*** Opening of SUPPLIED DATA ***

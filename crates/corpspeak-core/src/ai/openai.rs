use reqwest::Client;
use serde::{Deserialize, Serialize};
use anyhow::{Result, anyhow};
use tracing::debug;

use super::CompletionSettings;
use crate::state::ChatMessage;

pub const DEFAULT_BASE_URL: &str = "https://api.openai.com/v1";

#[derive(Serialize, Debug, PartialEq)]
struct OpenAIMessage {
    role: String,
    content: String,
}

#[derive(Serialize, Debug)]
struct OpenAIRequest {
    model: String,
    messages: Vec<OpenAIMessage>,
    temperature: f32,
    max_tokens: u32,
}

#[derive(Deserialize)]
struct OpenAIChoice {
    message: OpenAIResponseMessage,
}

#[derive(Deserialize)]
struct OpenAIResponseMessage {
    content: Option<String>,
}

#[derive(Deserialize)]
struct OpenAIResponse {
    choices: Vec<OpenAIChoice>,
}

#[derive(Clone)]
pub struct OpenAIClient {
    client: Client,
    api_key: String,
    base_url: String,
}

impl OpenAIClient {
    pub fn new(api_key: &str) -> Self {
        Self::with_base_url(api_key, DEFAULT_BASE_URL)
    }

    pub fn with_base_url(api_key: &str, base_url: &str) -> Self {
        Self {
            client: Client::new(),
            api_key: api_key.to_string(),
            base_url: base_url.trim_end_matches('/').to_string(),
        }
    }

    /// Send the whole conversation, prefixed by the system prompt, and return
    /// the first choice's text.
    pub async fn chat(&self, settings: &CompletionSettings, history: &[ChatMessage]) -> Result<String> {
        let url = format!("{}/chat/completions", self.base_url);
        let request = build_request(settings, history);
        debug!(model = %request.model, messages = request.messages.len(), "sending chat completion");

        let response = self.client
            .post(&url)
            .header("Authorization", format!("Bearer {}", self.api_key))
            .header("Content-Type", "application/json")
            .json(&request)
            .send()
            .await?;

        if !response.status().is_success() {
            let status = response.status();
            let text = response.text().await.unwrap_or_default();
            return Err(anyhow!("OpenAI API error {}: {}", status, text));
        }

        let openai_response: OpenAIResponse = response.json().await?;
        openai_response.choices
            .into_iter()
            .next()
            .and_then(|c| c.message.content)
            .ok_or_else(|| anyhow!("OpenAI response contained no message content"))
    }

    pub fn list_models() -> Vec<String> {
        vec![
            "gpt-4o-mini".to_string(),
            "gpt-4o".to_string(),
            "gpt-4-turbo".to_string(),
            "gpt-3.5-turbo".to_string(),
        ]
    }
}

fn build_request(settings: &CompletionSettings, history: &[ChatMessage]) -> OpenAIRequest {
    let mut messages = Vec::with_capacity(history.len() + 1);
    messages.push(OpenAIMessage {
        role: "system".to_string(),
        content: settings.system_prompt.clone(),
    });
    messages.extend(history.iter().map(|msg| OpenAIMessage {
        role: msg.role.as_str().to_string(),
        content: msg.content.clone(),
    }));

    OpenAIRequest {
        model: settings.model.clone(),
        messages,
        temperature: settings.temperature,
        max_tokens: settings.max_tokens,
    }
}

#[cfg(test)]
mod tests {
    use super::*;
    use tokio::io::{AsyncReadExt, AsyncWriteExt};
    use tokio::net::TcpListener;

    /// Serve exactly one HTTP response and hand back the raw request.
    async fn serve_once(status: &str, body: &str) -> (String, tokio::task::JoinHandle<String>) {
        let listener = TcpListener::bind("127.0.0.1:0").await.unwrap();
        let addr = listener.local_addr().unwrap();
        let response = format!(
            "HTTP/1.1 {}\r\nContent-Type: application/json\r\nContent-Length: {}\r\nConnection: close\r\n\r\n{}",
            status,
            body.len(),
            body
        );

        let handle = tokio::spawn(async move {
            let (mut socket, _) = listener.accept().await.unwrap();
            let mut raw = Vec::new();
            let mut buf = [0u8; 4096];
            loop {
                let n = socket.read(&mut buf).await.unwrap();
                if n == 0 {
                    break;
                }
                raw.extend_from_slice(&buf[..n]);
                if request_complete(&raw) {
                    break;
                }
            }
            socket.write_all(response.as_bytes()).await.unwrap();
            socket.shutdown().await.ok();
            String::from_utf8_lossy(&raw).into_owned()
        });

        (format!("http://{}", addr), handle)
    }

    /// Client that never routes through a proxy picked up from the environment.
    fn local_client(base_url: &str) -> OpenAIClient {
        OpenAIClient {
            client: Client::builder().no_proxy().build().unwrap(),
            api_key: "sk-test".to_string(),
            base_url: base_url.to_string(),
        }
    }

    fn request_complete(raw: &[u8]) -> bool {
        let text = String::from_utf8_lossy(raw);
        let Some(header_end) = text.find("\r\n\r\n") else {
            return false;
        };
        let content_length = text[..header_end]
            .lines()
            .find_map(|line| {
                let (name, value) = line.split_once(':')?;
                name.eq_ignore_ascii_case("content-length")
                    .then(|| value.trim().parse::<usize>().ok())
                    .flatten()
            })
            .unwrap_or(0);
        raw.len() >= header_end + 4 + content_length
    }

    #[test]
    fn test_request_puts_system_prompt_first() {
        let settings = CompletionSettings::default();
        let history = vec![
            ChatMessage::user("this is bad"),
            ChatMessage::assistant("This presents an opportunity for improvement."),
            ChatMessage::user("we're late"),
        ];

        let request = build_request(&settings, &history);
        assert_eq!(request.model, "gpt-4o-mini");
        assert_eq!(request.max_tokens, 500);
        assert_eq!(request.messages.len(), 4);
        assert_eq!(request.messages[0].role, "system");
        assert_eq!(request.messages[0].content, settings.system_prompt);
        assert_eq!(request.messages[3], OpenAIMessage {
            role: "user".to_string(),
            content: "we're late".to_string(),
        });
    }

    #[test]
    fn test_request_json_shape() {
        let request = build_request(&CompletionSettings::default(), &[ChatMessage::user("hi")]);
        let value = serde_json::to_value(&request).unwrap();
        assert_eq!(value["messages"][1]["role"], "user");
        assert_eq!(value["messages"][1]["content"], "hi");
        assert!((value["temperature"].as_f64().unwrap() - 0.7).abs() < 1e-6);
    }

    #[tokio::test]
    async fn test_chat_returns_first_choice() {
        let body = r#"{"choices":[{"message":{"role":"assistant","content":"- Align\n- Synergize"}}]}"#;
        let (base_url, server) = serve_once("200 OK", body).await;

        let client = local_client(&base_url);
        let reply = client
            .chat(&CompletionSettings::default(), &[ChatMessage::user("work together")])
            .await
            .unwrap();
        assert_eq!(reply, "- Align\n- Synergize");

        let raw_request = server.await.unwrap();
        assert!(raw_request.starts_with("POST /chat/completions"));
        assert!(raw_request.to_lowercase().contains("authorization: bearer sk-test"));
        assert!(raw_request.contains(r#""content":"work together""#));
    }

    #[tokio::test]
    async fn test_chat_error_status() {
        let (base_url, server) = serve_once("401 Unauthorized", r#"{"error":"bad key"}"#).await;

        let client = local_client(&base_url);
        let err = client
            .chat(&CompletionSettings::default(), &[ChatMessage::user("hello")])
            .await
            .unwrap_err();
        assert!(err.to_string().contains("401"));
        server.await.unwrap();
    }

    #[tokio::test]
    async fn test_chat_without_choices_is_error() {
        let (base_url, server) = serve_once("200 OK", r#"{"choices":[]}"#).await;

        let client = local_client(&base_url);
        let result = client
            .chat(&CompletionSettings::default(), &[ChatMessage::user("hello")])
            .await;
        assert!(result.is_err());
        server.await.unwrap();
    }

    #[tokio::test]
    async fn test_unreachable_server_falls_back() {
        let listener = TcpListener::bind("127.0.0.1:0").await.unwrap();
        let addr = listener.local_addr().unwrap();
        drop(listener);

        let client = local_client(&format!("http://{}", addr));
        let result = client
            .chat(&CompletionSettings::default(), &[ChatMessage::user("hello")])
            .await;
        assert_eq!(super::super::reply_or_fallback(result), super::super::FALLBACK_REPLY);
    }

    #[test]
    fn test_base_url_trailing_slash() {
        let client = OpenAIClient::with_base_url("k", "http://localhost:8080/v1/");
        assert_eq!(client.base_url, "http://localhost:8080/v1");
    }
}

*** Close of SUPPLIED DATA ***
*** Opening of SUPPLIED DATA ***

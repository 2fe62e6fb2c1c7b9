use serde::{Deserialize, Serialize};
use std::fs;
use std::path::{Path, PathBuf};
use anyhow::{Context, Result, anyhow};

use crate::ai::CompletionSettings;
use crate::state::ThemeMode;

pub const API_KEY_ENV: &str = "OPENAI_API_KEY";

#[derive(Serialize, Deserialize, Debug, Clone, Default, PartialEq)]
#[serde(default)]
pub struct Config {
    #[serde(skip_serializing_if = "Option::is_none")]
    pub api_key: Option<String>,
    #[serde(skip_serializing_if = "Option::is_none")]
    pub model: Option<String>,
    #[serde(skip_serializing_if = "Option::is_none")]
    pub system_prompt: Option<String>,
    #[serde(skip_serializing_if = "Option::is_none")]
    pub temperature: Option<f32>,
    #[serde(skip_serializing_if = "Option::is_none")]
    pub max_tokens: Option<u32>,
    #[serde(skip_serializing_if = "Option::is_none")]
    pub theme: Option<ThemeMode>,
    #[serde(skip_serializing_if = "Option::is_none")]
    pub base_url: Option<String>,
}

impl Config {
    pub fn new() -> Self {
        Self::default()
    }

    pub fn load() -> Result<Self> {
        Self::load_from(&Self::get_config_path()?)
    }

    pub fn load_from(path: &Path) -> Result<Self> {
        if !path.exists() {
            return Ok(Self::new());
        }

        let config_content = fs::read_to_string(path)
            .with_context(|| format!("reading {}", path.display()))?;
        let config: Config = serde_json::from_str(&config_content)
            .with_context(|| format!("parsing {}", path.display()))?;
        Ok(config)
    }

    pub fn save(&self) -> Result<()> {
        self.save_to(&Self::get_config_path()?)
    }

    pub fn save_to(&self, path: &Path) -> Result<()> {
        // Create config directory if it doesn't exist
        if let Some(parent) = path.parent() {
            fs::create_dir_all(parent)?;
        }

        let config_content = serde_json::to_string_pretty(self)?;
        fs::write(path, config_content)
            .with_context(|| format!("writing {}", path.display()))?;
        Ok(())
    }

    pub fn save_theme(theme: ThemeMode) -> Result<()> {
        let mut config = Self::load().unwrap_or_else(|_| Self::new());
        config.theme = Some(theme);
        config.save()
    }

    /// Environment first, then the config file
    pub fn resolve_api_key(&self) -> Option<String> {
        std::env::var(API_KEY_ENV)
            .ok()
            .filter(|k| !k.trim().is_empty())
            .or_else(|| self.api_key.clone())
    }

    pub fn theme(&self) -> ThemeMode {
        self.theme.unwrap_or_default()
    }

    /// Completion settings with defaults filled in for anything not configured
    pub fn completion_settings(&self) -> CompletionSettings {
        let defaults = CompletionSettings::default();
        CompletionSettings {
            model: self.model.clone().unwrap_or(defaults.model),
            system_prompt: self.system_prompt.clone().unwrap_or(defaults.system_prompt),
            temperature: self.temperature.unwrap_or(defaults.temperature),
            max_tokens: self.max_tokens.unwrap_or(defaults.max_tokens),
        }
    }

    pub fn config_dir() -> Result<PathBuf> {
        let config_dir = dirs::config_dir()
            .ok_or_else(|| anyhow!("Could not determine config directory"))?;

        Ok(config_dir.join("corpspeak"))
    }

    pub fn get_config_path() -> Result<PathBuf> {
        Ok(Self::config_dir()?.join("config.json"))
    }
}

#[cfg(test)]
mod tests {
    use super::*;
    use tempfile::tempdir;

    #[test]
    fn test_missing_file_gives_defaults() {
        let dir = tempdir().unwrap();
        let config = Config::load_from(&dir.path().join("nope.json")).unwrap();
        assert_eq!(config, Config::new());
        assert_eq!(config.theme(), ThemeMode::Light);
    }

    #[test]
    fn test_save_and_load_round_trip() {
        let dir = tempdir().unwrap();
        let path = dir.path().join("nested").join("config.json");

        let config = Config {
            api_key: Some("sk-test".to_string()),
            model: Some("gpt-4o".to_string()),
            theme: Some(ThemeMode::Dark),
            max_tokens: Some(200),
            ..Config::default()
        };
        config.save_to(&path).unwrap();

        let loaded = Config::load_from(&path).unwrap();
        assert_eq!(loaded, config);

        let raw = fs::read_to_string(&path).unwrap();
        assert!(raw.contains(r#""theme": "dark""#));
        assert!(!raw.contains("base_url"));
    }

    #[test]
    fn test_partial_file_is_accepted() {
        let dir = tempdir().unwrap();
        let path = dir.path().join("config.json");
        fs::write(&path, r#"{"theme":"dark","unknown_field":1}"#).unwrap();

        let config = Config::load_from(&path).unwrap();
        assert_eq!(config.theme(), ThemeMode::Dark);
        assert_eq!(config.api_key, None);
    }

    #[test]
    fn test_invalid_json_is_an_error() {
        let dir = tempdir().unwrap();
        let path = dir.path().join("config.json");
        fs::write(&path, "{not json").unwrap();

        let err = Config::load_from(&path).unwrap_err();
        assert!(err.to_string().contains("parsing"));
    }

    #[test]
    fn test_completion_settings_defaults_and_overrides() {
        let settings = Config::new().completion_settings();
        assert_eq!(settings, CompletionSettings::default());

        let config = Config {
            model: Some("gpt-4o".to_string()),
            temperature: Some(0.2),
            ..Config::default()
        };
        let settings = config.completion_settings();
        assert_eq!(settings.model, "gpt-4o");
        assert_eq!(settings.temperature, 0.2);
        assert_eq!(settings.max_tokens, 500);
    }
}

*** Close of SUPPLIED DATA ***
*** Opening of SUPPLIED DATA ***

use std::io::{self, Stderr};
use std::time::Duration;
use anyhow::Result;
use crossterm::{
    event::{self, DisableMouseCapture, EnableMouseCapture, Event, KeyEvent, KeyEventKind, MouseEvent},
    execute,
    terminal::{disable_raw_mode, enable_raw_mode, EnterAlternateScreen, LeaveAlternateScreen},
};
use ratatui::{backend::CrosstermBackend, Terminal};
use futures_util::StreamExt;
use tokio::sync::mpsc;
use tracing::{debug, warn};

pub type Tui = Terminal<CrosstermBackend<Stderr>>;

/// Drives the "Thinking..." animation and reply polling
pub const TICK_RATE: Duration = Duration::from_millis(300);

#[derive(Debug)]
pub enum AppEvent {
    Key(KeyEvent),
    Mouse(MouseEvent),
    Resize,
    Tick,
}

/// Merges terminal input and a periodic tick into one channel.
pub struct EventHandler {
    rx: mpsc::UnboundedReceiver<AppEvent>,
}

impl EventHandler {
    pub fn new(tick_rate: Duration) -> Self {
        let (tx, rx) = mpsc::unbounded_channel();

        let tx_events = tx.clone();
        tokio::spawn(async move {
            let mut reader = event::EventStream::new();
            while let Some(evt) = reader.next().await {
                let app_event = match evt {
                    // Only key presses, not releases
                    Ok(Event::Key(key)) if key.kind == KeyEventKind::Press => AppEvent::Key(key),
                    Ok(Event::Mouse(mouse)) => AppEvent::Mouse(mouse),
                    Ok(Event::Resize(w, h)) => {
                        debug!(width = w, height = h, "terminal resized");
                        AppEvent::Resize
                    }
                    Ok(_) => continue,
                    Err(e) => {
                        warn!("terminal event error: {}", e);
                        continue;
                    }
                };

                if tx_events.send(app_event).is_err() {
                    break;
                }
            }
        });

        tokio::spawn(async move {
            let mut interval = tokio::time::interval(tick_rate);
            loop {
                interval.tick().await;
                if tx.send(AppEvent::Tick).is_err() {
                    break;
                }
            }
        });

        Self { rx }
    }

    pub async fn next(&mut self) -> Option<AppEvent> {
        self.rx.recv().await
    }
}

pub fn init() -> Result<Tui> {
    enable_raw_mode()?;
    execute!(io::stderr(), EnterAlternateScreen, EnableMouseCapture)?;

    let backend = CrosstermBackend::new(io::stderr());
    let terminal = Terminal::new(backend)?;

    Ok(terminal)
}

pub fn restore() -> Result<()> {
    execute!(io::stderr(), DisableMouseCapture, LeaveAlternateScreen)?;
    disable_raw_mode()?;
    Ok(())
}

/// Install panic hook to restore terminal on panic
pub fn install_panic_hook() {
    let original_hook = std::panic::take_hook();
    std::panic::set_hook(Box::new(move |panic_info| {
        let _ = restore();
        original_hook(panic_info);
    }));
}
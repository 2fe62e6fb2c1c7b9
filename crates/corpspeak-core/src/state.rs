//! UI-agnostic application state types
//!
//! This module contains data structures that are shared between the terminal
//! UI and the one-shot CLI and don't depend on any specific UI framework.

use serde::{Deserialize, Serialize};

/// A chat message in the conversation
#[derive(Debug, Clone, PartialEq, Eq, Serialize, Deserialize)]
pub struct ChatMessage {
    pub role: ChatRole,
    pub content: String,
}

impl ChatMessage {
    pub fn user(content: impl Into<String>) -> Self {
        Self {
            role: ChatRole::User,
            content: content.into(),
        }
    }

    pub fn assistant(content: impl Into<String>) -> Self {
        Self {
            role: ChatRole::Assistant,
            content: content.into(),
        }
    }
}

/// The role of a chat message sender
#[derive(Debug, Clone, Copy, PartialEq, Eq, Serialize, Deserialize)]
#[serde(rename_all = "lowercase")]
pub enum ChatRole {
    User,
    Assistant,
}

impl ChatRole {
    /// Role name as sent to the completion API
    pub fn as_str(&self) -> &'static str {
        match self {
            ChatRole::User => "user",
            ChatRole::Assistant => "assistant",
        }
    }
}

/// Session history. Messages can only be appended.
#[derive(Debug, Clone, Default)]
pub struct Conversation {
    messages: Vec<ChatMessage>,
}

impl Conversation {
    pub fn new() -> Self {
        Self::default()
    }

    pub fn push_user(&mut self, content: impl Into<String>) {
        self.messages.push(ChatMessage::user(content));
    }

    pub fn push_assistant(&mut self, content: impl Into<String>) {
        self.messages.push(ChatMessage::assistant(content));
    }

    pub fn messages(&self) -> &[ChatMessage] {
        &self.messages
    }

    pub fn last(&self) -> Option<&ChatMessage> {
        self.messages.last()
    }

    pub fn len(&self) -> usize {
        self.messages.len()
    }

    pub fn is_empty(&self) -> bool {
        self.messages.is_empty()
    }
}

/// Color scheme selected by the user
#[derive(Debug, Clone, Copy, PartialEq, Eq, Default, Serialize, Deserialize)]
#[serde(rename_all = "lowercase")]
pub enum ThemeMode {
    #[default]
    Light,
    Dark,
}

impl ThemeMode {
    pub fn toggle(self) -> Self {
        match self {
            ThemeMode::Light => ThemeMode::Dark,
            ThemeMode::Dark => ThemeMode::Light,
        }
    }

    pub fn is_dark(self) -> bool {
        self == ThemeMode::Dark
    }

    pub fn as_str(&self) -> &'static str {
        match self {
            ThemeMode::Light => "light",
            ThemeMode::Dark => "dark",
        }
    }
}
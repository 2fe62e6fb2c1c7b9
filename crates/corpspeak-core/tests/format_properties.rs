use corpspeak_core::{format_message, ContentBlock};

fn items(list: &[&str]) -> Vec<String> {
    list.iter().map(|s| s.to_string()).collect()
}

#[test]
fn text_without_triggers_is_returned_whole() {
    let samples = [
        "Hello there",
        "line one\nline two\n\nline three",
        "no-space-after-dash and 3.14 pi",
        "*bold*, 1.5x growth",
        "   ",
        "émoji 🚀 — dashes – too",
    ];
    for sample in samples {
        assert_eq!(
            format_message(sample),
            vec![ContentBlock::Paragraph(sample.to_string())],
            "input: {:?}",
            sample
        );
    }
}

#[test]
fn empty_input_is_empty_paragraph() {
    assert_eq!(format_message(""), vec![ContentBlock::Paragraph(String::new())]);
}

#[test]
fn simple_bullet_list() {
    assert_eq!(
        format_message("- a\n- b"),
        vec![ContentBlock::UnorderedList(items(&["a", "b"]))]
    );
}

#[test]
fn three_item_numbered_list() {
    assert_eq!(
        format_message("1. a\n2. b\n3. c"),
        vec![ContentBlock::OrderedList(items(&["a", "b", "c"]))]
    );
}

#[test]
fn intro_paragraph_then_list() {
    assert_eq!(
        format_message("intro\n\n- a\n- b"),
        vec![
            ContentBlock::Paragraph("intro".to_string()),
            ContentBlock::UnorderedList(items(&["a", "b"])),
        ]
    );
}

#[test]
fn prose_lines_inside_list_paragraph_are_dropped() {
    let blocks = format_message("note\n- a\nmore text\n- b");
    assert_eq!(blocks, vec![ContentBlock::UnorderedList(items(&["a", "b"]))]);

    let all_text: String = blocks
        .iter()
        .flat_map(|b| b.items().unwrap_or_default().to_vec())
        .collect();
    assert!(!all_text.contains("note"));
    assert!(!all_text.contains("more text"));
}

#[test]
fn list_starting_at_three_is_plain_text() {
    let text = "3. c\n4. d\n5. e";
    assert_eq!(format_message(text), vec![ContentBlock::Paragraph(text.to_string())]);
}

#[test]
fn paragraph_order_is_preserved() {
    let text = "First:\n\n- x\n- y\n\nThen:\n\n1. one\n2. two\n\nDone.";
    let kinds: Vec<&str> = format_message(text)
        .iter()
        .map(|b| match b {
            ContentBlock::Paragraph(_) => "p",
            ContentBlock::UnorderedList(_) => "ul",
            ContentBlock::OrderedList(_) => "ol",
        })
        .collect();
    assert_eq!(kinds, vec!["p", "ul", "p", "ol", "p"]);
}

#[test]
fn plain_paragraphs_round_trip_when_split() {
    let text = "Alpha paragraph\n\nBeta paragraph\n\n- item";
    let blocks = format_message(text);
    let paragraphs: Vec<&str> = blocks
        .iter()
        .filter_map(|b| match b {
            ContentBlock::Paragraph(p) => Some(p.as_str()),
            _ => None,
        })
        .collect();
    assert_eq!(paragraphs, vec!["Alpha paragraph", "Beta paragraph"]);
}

*** Close of SUPPLIED DATA ***

◆ **EXERCISE DETAILS**: Taking the entries above, restate exactly those lines that fall between the line with "filename crates/corpspeak-core/src/ai/openai.rs" and the line with "#[derive(Serialize, Debug)]", keeping both of those lines too.

◆ **SOLUTION FOR THIS EXERCISE**:
filename crates/corpspeak-core/src/ai/openai.rs
use reqwest::Client;
use serde::{Deserialize, Serialize};
use anyhow::{Result, anyhow};
use tracing::debug;

use super::CompletionSettings;
use crate::state::ChatMessage;

pub const DEFAULT_BASE_URL: &str = "https://api.openai.com/v1";

#[derive(Serialize, Debug, PartialEq)]
struct OpenAIMessage {
    role: String,
    content: String,
}

#[derive(Serialize, Debug)]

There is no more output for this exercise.